____ Input records

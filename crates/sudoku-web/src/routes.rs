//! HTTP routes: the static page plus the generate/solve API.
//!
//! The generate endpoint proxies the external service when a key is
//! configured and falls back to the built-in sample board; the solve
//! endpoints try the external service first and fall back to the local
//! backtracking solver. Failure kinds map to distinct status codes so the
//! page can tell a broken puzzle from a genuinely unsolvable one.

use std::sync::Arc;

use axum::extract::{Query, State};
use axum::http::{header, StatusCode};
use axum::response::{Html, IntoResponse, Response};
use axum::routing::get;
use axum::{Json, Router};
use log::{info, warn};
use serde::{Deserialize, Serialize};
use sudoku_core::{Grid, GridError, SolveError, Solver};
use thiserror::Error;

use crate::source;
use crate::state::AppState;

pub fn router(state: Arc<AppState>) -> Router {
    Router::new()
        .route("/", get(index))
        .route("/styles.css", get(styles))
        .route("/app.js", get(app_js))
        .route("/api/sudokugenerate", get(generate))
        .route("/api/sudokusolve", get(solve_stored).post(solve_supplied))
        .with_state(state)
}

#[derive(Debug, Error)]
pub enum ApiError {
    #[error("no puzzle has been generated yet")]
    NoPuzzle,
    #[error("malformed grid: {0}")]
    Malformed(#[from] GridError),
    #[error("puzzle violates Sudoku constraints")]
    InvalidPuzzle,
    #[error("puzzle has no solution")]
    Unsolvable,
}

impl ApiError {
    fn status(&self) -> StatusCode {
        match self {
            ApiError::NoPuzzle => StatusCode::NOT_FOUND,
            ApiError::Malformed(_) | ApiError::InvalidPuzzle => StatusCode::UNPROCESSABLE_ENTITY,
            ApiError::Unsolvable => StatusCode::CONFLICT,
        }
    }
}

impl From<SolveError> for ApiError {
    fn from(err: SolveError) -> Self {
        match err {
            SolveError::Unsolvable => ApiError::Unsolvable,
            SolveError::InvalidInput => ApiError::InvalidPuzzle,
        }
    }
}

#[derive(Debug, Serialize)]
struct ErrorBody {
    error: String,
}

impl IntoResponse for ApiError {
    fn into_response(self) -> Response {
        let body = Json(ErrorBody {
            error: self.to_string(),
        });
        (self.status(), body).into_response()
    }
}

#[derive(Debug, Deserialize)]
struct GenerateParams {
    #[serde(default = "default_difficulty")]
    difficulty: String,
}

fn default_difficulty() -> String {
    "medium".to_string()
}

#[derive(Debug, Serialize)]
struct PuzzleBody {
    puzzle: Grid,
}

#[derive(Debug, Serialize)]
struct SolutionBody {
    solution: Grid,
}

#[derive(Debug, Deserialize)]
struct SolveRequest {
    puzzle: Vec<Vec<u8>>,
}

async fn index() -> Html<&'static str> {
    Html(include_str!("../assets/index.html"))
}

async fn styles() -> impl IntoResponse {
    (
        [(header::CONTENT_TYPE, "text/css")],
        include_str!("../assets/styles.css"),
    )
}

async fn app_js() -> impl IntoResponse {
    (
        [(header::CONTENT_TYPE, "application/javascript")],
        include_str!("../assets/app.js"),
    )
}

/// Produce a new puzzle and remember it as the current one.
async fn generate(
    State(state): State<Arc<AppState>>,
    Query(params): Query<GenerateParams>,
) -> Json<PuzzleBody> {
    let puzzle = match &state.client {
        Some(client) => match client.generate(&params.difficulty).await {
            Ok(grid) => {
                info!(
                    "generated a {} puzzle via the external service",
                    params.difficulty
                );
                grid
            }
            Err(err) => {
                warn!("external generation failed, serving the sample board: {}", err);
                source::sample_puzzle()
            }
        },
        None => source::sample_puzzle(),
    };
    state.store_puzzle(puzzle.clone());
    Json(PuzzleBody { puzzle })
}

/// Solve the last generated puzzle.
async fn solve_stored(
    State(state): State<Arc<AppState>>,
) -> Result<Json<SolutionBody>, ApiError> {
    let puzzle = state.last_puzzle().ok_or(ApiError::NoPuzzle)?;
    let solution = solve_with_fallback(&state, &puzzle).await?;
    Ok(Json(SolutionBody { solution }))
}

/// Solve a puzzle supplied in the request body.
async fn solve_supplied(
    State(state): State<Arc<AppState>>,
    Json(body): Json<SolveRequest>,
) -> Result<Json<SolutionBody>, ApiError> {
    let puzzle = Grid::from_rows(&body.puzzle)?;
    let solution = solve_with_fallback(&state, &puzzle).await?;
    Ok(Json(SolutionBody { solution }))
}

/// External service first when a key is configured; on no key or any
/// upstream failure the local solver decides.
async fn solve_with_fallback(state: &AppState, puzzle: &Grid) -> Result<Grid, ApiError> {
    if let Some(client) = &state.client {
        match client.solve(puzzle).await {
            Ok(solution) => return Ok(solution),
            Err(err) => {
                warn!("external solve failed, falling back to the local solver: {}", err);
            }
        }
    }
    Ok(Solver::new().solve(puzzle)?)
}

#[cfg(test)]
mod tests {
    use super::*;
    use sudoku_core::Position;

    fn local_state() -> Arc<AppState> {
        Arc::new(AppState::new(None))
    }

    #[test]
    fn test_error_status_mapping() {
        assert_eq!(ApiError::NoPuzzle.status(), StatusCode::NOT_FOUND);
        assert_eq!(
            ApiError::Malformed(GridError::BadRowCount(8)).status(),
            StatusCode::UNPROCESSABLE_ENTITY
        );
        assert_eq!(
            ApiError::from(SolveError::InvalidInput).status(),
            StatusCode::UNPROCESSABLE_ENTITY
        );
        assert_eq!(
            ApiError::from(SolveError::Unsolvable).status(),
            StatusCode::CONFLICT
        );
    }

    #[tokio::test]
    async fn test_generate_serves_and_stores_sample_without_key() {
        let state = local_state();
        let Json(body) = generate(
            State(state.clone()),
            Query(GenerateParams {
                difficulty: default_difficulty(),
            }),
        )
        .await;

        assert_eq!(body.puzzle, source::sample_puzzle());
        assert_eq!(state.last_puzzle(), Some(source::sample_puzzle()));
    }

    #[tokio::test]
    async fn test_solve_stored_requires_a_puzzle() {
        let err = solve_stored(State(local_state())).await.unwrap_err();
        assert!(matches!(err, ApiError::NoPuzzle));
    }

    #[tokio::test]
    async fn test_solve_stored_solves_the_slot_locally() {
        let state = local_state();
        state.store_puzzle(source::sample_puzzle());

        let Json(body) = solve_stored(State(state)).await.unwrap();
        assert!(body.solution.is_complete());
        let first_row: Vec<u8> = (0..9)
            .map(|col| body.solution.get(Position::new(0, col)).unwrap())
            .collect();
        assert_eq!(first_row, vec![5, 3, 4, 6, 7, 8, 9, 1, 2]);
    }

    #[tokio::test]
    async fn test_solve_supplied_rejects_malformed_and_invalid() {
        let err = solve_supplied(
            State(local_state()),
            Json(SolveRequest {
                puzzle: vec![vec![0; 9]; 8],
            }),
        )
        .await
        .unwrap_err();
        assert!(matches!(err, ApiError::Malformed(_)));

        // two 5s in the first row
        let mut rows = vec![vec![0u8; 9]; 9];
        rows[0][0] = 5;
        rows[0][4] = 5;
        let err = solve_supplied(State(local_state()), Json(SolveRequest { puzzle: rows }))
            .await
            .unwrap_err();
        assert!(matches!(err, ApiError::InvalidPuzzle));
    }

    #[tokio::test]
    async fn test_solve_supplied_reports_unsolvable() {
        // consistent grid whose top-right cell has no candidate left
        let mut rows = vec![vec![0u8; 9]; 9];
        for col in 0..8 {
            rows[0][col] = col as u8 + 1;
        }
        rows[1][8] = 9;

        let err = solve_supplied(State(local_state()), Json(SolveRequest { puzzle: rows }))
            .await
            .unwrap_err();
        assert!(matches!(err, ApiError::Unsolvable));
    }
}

________

### Problem to solve:
Give again, unchanged, the lines running from the top of the material above through the line that has "board; the solve", and nothing more.

### Answer space:
filename crates/sudoku-web/src/routes.rs
//! HTTP routes: the static page plus the generate/solve API.
//!
//! The generate endpoint proxies the external service when a key is
//! configured and falls back to the built-in sample board; the solve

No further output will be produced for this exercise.